use anyhow::{Context, Result};
use std::fs;
use std::io::Write;
use std::path::{Path, PathBuf};

pub fn tally_home() -> Result<PathBuf> {
    let home = std::env::var("HOME").context("HOME is not set")?;
    Ok(PathBuf::from(home).join(".tally"))
}

pub fn ensure_tally_home() -> Result<PathBuf> {
    let dir = tally_home()?;
    fs::create_dir_all(&dir).with_context(|| format!("create {}", dir.display()))?;
    Ok(dir)
}

/// Open `path` for writing, or stdout when no path is given.
pub fn output(path: Option<&Path>) -> Result<Box<dyn Write>> {
    match path {
        Some(p) => {
            if let Some(parent) = p.parent().filter(|d| !d.as_os_str().is_empty()) {
                fs::create_dir_all(parent)
                    .with_context(|| format!("create {}", parent.display()))?;
            }
            let file = fs::File::create(p).with_context(|| format!("write {}", p.display()))?;
            Ok(Box::new(file))
        }
        None => Ok(Box::new(std::io::stdout().lock())),
    }
}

++++++

» Work required
If a line in the data contains the string "PathBuf", copy it.

» Solution for this task
use std::path::{Path, PathBuf};
pub fn tally_home() -> Result<PathBuf> {
    Ok(PathBuf::from(home).join(".tally"))
pub fn ensure_tally_home() -> Result<PathBuf> {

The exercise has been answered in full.